Sorsate ristoratrici di Vittorio “Nino” Martin, è una silloge pungente e disarmante per certi versi poiché presenta una vera e propria denuncia sociale insieme al degrado dei valori etico-morali dell’attuale società. L’artista, che è un autodidatta sia come pittore, sia come poeta, ha pubblicato numerose sillogi nel corso degli anni, avvertendo il bisogno di parlare del pericoloso bilico in cui si trova l’umanità.
Ha cominciato la sua attività espositiva nel 1952, prendendo parte a concorsi nazionali ed internazionali. Le sue opere pittoriche sono esposte a Venezia, Roma, Genova, Milano, ma anche ad Atene, Parigi, Bonn, Tokio, Cracovia; ha ottenuto premi e riconoscimenti tra cui il “Sigillo d’Oro Città di Pompei”, il “Premio Europeo per la Cultura”, la “Palme d’Or des Beaux Arts”, il premio “Pace nel Mondo” ed il premio “Operosità nell’Arte”.
L’ultima raccolta, impreziosita anche dai suoi dipinti, è composta da venti poesie in cui Martin scrive della violenza delle nuove generazioni, ingannate da false chimere e prive di valori; scrive della disparità economica “chi gira in Ferrari/ chi perlustra i cassonetti”, due facce dello stesso problema; ma anche delle cosiddette fakenews, create dai cronisti e dai fotografi che per apparire sono disposti a tutto; descrive il mondo proiettato al benessere falso, basato sull’apparenza e non sulla sostanza; denuncia la situazione degli emigranti “erranti al largo del mare/ secondati da brezza propizia/ silenziosi, guardinghi/ stanchi e tristi”.
Ma il nostro poeta ci suggerisce anche una modalità per ritrovare la pace e la speranza, consigliando l’unione fra le persone, la trasmissione dei valori, il rispetto delle proprie radici, l’amore per la cultura, l’onestà, la fede e la solidarietà.
Infatti scrive: “mi fermo e rifletto/ sul sentiero familiare,/ odo mamma e papà/ maniglie dell’amore”. La famiglia che diviene sostegno per la vita.
Nella prefazione Domenico Defelice afferma:
La poesia di Martin, allora, sta nel contenuto - come già detto - nella sua alta e dolente tensione per un’umanità smarrita e sofferente, che si dilania senza riuscire a trovar soluzione ai tanti suoi mali, tra i quali, a livello planetario, la mancanza di lavoro - unico elemento in grado di dare tranquillità e dignità all’uomo - e forse il conseguente sfascio delle famiglie.

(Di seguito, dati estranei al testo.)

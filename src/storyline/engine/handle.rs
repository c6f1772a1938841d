// SPDX-License-Identifier: MIT

//! Per-run handle shared by every fragment of one request

use parking_lot::Mutex;
use serde::Serialize;
use std::collections::HashMap;
use std::sync::atomic::{AtomicUsize, Ordering};
use tokio_util::sync::CancellationToken;

use super::context::FragmentContext;
use super::fragment::FragmentState;
use crate::sdk::error::StoryError;
use crate::storyline::config::FailurePolicy;

/// Fragment counters of one run
#[derive(Debug, Clone, Copy, Default, PartialEq, Eq, Serialize)]
pub struct FragmentStats {
    pub started: usize,
    pub succeeded: usize,
    pub failed: usize,
    pub cancelled: usize,
}

/// Cancellation, first error and bookkeeping of a single run
pub struct RunHandle {
    request_id: String,
    root: CancellationToken,
    tokens: Mutex<HashMap<String, CancellationToken>>,
    first_error: Mutex<Option<StoryError>>,
    policy: FailurePolicy,
    trace: Mutex<Vec<String>>,
    contexts: Mutex<HashMap<String, FragmentContext>>,
    next_fragment: AtomicUsize,
    started: AtomicUsize,
    succeeded: AtomicUsize,
    failed: AtomicUsize,
    cancelled: AtomicUsize,
}

impl RunHandle {
    pub fn new(request_id: impl Into<String>, policy: FailurePolicy) -> Self {
        Self {
            request_id: request_id.into(),
            root: CancellationToken::new(),
            tokens: Mutex::new(HashMap::new()),
            first_error: Mutex::new(None),
            policy,
            trace: Mutex::new(Vec::new()),
            contexts: Mutex::new(HashMap::new()),
            next_fragment: AtomicUsize::new(0),
            started: AtomicUsize::new(0),
            succeeded: AtomicUsize::new(0),
            failed: AtomicUsize::new(0),
            cancelled: AtomicUsize::new(0),
        }
    }

    pub fn request_id(&self) -> &str {
        &self.request_id
    }

    pub fn root_token(&self) -> CancellationToken {
        self.root.clone()
    }

    /// Token for a sub-tree of the run, cancelled along with `parent`
    pub fn child_token(&self, id: &str, parent: &CancellationToken) -> CancellationToken {
        let token = parent.child_token();
        self.tokens.lock().insert(id.to_string(), token.clone());
        token
    }

    /// Forget a finished sub-tree's token
    pub fn release_token(&self, id: &str) {
        self.tokens.lock().remove(id);
    }

    /// Sub-trees currently registered for cancellation
    pub fn live_tokens(&self) -> usize {
        self.tokens.lock().len()
    }

    /// Cancel one registered sub-tree. False when the id is unknown.
    pub fn cancel(&self, id: &str) -> bool {
        match self.tokens.lock().get(id) {
            Some(token) => {
                token.cancel();
                true
            }
            None => false,
        }
    }

    pub fn cancel_all(&self) {
        log::info!("Cancelling run {}", self.request_id);
        self.root.cancel();
    }

    pub fn is_cancelled(&self) -> bool {
        self.root.is_cancelled()
    }

    /// Report a fragment failure. Only the first error is kept.
    pub fn error_notice(&self, error: StoryError, fragment_id: &str) {
        {
            let mut first = self.first_error.lock();
            if first.is_some() {
                log::warn!(
                    "Run {} fragment {} failed after the first error: {}",
                    self.request_id,
                    fragment_id,
                    error
                );
                return;
            }
            log::error!(
                "Run {} fragment {} failed: {}",
                self.request_id,
                fragment_id,
                error
            );
            *first = Some(error);
        }
        if self.policy == FailurePolicy::CancelRun {
            self.cancel_all();
        }
    }

    pub fn take_error(&self) -> Option<StoryError> {
        self.first_error.lock().take()
    }

    pub fn has_error(&self) -> bool {
        self.first_error.lock().is_some()
    }

    pub fn record_visit(&self, node_id: &str) {
        self.trace.lock().push(node_id.to_string());
    }

    /// Node ids in the order fragments visited them
    pub fn trace(&self) -> Vec<String> {
        self.trace.lock().clone()
    }

    pub(crate) fn enter_context(&self, fragment_id: &str, context: FragmentContext) {
        self.contexts.lock().insert(fragment_id.to_string(), context);
    }

    pub(crate) fn leave_context(&self, fragment_id: &str) {
        self.contexts.lock().remove(fragment_id);
    }

    /// Fragments currently holding a propagated caller context
    pub fn active_contexts(&self) -> usize {
        self.contexts.lock().len()
    }

    pub fn next_fragment_id(&self) -> String {
        let n = self.next_fragment.fetch_add(1, Ordering::Relaxed);
        format!("{}-{}", self.request_id, n)
    }

    pub(crate) fn fragment_started(&self) {
        self.started.fetch_add(1, Ordering::Relaxed);
    }

    pub(crate) fn fragment_finished(&self, state: FragmentState) {
        let counter = match state {
            FragmentState::Success => &self.succeeded,
            FragmentState::Error => &self.failed,
            FragmentState::Cancelled => &self.cancelled,
            FragmentState::Pending | FragmentState::Running => return,
        };
        counter.fetch_add(1, Ordering::Relaxed);
    }

    pub fn stats(&self) -> FragmentStats {
        FragmentStats {
            started: self.started.load(Ordering::Relaxed),
            succeeded: self.succeeded.load(Ordering::Relaxed),
            failed: self.failed.load(Ordering::Relaxed),
            cancelled: self.cancelled.load(Ordering::Relaxed),
        }
    }
}

impl std::fmt::Debug for RunHandle {
    fn fmt(&self, f: &mut std::fmt::Formatter<'_>) -> std::fmt::Result {
        f.debug_struct("RunHandle")
            .field("request_id", &self.request_id)
            .field("cancelled", &self.is_cancelled())
            .field("stats", &self.stats())
            .finish()
    }
}

#[cfg(test)]
mod tests {
    use super::*;

    #[test]
    fn test_first_error_wins() {
        let handle = RunHandle::new("r", FailurePolicy::Continue);
        handle.error_notice(StoryError::other("first"), "r-0");
        handle.error_notice(StoryError::other("second"), "r-1");
        assert!(!handle.is_cancelled());
        assert_eq!(handle.take_error().map(|e| e.to_string()), Some("first".to_string()));
        assert!(handle.take_error().is_none());
    }

    #[test]
    fn test_cancel_run_policy() {
        let handle = RunHandle::new("r", FailurePolicy::CancelRun);
        let child = handle.child_token("sub", &handle.root_token());
        handle.error_notice(StoryError::other("boom"), "r-0");
        assert!(handle.is_cancelled());
        assert!(child.is_cancelled());
    }

    #[test]
    fn test_cancel_subtree_only() {
        let handle = RunHandle::new("r", FailurePolicy::CancelRun);
        let child = handle.child_token("sub", &handle.root_token());
        assert!(handle.cancel("sub"));
        assert!(child.is_cancelled());
        assert!(!handle.is_cancelled());
        assert!(!handle.cancel("missing"));

        assert_eq!(handle.live_tokens(), 1);
        handle.release_token("sub");
        assert_eq!(handle.live_tokens(), 0);
        assert!(!handle.cancel("sub"));
    }

    #[test]
    fn test_stats_and_ids() {
        let handle = RunHandle::new("req", FailurePolicy::CancelRun);
        assert_eq!(handle.next_fragment_id(), "req-0");
        assert_eq!(handle.next_fragment_id(), "req-1");
        handle.fragment_started();
        handle.fragment_finished(FragmentState::Success);
        handle.fragment_finished(FragmentState::Running);
        let stats = handle.stats();
        assert_eq!(stats.started, 1);
        assert_eq!(stats.succeeded, 1);
        assert_eq!(stats.failed + stats.cancelled, 0);
    }
}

Torna indietro nel tempo e ricorda il linguaggio del cuore, ossia la voce della mamma ed il suo dialetto, fino ad arrivare alle barriere architettoniche che tor-mentano l’esistenza di coloro i quali non riescono a raggiungere ciò che vogliono.
C’è una severa condanna al progresso e alla maniera di vivere di una parte della società: “In vacanza col mutuo/ tutti ricchi senza soldi”. La sua cruda analisi ci porta all’ultima poesia Posto fisso, che chiude la silloge, ricordando a tutti: “la vita è un passaggio,/ solo oltre sarà svelato/ il più grande mistero”.
Ciò che siamo, ciò a cui tendiamo va ben oltre l’apparenza, le ricchezze, le vacanze e ahimè lo capiremo solo alla fine di questo splendido viaggio che si chiama vita.